##### Records shown #####

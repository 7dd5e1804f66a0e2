/*
 *  display/drivers/mock.rs
 *
 *  duobar - two bars, one row
 *  (c) 2020-26 Stuart Hunter
 *
 *  Mock character display for testing without hardware
 *
 *  This program is free software: you can redistribute it and/or modify
 *  it under the terms of the GNU General Public License as published by
 *  the Free Software Foundation, either version 3 of the License, or
 *  (at your option) any later version.
 *
 *  This program is distributed in the hope that it will be useful,
 *  but WITHOUT ANY WARRANTY; without even the implied warranty of
 *  MERCHANTABILITY or FITNESS FOR A PARTICULAR PURPOSE.  See the
 *  GNU General Public License for more details.
 *
 *  See <http://www.gnu.org/licenses/> to get a copy of the GNU General
 *  Public License.
 *
 */

use std::sync::{Arc, Mutex};

use crate::display::error::DisplayError;
use crate::display::traits::{CharDisplay, CharGeometry};
use crate::glyphs::{GlyphBitmap, BLANK_CHAR};

/// One recorded adapter call
#[derive(Debug, Clone, Copy, PartialEq, Eq)]
pub enum Op {
    MoveCursor { col: u8, row: u8 },
    WriteChar { code: u8 },
    DefineGlyph { slot: u8 },
}

/// Internal state of the mock, shared so tests keep a handle after the
/// renderer takes ownership of the driver.
#[derive(Debug, Default)]
pub struct MockLcdState {
    /// Every adapter call, in order
    pub ops: Vec<Op>,

    /// Character codes of the whole matrix, row-major
    pub cells: Vec<u8>,

    /// Current write cursor (col, row)
    pub cursor: (u8, u8),

    /// Last bitmap programmed into each CGRAM slot
    pub defined_glyphs: [Option<GlyphBitmap>; 8],

    /// Cumulative number of times each CGRAM slot was programmed.
    /// Persistent across `clear_ops`, unlike the op-buffer scan.
    pub define_counts: [usize; 8],

    /// Number of times init() was called
    pub init_count: usize,

    /// Number of times clear() was called
    pub clear_count: usize,

    /// Simulate failures (for error testing)
    pub simulate_write_failure: bool,
}

/// Mock display driver for tests and CI, no hardware required.
///
/// Records every operation and keeps a character matrix that tests can
/// snapshot. Cloning shares the underlying state, so keep a clone (or the
/// `state()` handle) around before handing the driver to a renderer.
#[derive(Debug, Clone)]
pub struct MockLcd {
    geometry: CharGeometry,
    state: Arc<Mutex<MockLcdState>>,
}

impl MockLcd {
    pub fn new(cols: u8, rows: u8) -> Self {
        let state = MockLcdState {
            cells: vec![BLANK_CHAR; usize::from(cols) * usize::from(rows)],
            ..MockLcdState::default()
        };
        Self {
            geometry: CharGeometry {
                cols,
                rows,
                glyph_slots: 8,
            },
            state: Arc::new(Mutex::new(state)),
        }
    }

    /// The classic 16x2 panel
    pub fn new_16x2() -> Self {
        Self::new(16, 2)
    }

    /// Shared-state handle for inspection in tests
    pub fn state(&self) -> Arc<Mutex<MockLcdState>> {
        Arc::clone(&self.state)
    }

    /// Character codes of one row
    pub fn row_codes(&self, row: u8) -> Vec<u8> {
        let state = self.state.lock().unwrap();
        let cols = usize::from(self.geometry.cols);
        let start = usize::from(row) * cols;
        state.cells[start..start + cols].to_vec()
    }

    /// Total recorded operations
    pub fn op_count(&self) -> usize {
        self.state.lock().unwrap().ops.len()
    }

    /// Forget recorded operations, keep the matrix (useful between test
    /// phases)
    pub fn clear_ops(&self) {
        self.state.lock().unwrap().ops.clear();
    }

    /// How often `slot` was programmed
    pub fn define_count(&self, slot: u8) -> usize {
        self.state.lock().unwrap().define_counts[usize::from(slot)]
    }
}

impl CharDisplay for MockLcd {
    fn geometry(&self) -> &CharGeometry {
        &self.geometry
    }

    fn init(&mut self) -> Result<(), DisplayError> {
        self.state.lock().unwrap().init_count += 1;
        Ok(())
    }

    fn move_cursor(&mut self, col: u8, row: u8) -> Result<(), DisplayError> {
        if col >= self.geometry.cols || row >= self.geometry.rows {
            return Err(DisplayError::CursorOutOfBounds { col, row });
        }
        let mut state = self.state.lock().unwrap();
        if state.simulate_write_failure {
            return Err(DisplayError::BusError("simulated failure".to_string()));
        }
        state.cursor = (col, row);
        state.ops.push(Op::MoveCursor { col, row });
        Ok(())
    }

    fn write_char(&mut self, code: u8) -> Result<(), DisplayError> {
        let mut state = self.state.lock().unwrap();
        if state.simulate_write_failure {
            return Err(DisplayError::BusError("simulated failure".to_string()));
        }
        let (col, row) = state.cursor;
        let cols = self.geometry.cols;
        if col < cols {
            let idx = usize::from(row) * usize::from(cols) + usize::from(col);
            state.cells[idx] = code;
            // auto-increment, writes past the row end are dropped
            state.cursor = (col + 1, row);
        }
        state.ops.push(Op::WriteChar { code });
        Ok(())
    }

    fn define_glyph(&mut self, slot: u8, bitmap: &GlyphBitmap) -> Result<(), DisplayError> {
        if slot >= self.geometry.glyph_slots {
            return Err(DisplayError::InvalidSlot {
                slot,
                available: self.geometry.glyph_slots,
            });
        }
        let mut state = self.state.lock().unwrap();
        if state.simulate_write_failure {
            return Err(DisplayError::BusError("simulated failure".to_string()));
        }
        state.defined_glyphs[usize::from(slot)] = Some(*bitmap);
        state.define_counts[usize::from(slot)] += 1;
        state.ops.push(Op::DefineGlyph { slot });
        Ok(())
    }

    fn clear(&mut self) -> Result<(), DisplayError> {
        let mut state = self.state.lock().unwrap();
        state.cells.fill(BLANK_CHAR);
        state.cursor = (0, 0);
        state.clear_count += 1;
        Ok(())
    }
}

#####

Everything in the listing must be reproduced exactly; please include every line.

**Result of this task:**
repository 7dd5e1804f66a0e2
/*
 *  display/drivers/mock.rs
 *
 *  duobar - two bars, one row
 *  (c) 2020-26 Stuart Hunter
 *
 *  Mock character display for testing without hardware
 *
 *  This program is free software: you can redistribute it and/or modify
 *  it under the terms of the GNU General Public License as published by
 *  the Free Software Foundation, either version 3 of the License, or
 *  (at your option) any later version.
 *
 *  This program is distributed in the hope that it will be useful,
 *  but WITHOUT ANY WARRANTY; without even the implied warranty of
 *  MERCHANTABILITY or FITNESS FOR A PARTICULAR PURPOSE.  See the
 *  GNU General Public License for more details.
 *
 *  See <http://www.gnu.org/licenses/> to get a copy of the GNU General
 *  Public License.
 *
 */

use std::sync::{Arc, Mutex};

use crate::display::error::DisplayError;
use crate::display::traits::{CharDisplay, CharGeometry};
use crate::glyphs::{GlyphBitmap, BLANK_CHAR};

/// One recorded adapter call
#[derive(Debug, Clone, Copy, PartialEq, Eq)]
pub enum Op {
    MoveCursor { col: u8, row: u8 },
    WriteChar { code: u8 },
    DefineGlyph { slot: u8 },
}

/// Internal state of the mock, shared so tests keep a handle after the
/// renderer takes ownership of the driver.
#[derive(Debug, Default)]
pub struct MockLcdState {
    /// Every adapter call, in order
    pub ops: Vec<Op>,

    /// Character codes of the whole matrix, row-major
    pub cells: Vec<u8>,

    /// Current write cursor (col, row)
    pub cursor: (u8, u8),

    /// Last bitmap programmed into each CGRAM slot
    pub defined_glyphs: [Option<GlyphBitmap>; 8],

    /// Cumulative number of times each CGRAM slot was programmed.
    /// Persistent across `clear_ops`, unlike the op-buffer scan.
    pub define_counts: [usize; 8],

    /// Number of times init() was called
    pub init_count: usize,

    /// Number of times clear() was called
    pub clear_count: usize,

    /// Simulate failures (for error testing)
    pub simulate_write_failure: bool,
}

/// Mock display driver for tests and CI, no hardware required.
///
/// Records every operation and keeps a character matrix that tests can
/// snapshot. Cloning shares the underlying state, so keep a clone (or the
/// `state()` handle) around before handing the driver to a renderer.
#[derive(Debug, Clone)]
pub struct MockLcd {
    geometry: CharGeometry,
    state: Arc<Mutex<MockLcdState>>,
}

impl MockLcd {
    pub fn new(cols: u8, rows: u8) -> Self {
        let state = MockLcdState {
            cells: vec![BLANK_CHAR; usize::from(cols) * usize::from(rows)],
            ..MockLcdState::default()
        };
        Self {
            geometry: CharGeometry {
                cols,
                rows,
                glyph_slots: 8,
            },
            state: Arc::new(Mutex::new(state)),
        }
    }

    /// The classic 16x2 panel
    pub fn new_16x2() -> Self {
        Self::new(16, 2)
    }

    /// Shared-state handle for inspection in tests
    pub fn state(&self) -> Arc<Mutex<MockLcdState>> {
        Arc::clone(&self.state)
    }

    /// Character codes of one row
    pub fn row_codes(&self, row: u8) -> Vec<u8> {
        let state = self.state.lock().unwrap();
        let cols = usize::from(self.geometry.cols);
        let start = usize::from(row) * cols;
        state.cells[start..start + cols].to_vec()
    }

    /// Total recorded operations
    pub fn op_count(&self) -> usize {
        self.state.lock().unwrap().ops.len()
    }

    /// Forget recorded operations, keep the matrix (useful between test
    /// phases)
    pub fn clear_ops(&self) {
        self.state.lock().unwrap().ops.clear();
    }

    /// How often `slot` was programmed
    pub fn define_count(&self, slot: u8) -> usize {
        self.state.lock().unwrap().define_counts[usize::from(slot)]
    }
}

impl CharDisplay for MockLcd {
    fn geometry(&self) -> &CharGeometry {
        &self.geometry
    }

    fn init(&mut self) -> Result<(), DisplayError> {
        self.state.lock().unwrap().init_count += 1;
        Ok(())
    }

    fn move_cursor(&mut self, col: u8, row: u8) -> Result<(), DisplayError> {
        if col >= self.geometry.cols || row >= self.geometry.rows {
            return Err(DisplayError::CursorOutOfBounds { col, row });
        }
        let mut state = self.state.lock().unwrap();
        if state.simulate_write_failure {
            return Err(DisplayError::BusError("simulated failure".to_string()));
        }
        state.cursor = (col, row);
        state.ops.push(Op::MoveCursor { col, row });
        Ok(())
    }

    fn write_char(&mut self, code: u8) -> Result<(), DisplayError> {
        let mut state = self.state.lock().unwrap();
        if state.simulate_write_failure {
            return Err(DisplayError::BusError("simulated failure".to_string()));
        }
        let (col, row) = state.cursor;
        let cols = self.geometry.cols;
        if col < cols {
            let idx = usize::from(row) * usize::from(cols) + usize::from(col);
            state.cells[idx] = code;
            // auto-increment, writes past the row end are dropped
            state.cursor = (col + 1, row);
        }
        state.ops.push(Op::WriteChar { code });
        Ok(())
    }

    fn define_glyph(&mut self, slot: u8, bitmap: &GlyphBitmap) -> Result<(), DisplayError> {
        if slot >= self.geometry.glyph_slots {
            return Err(DisplayError::InvalidSlot {
                slot,
                available: self.geometry.glyph_slots,
            });
        }
        let mut state = self.state.lock().unwrap();
        if state.simulate_write_failure {
            return Err(DisplayError::BusError("simulated failure".to_string()));
        }
        state.defined_glyphs[usize::from(slot)] = Some(*bitmap);
        state.define_counts[usize::from(slot)] += 1;
        state.ops.push(Op::DefineGlyph { slot });
        Ok(())
    }

    fn clear(&mut self) -> Result<(), DisplayError> {
        let mut state = self.state.lock().unwrap();
        state.cells.fill(BLANK_CHAR);
        state.cursor = (0, 0);
        state.clear_count += 1;
        Ok(())
    }
}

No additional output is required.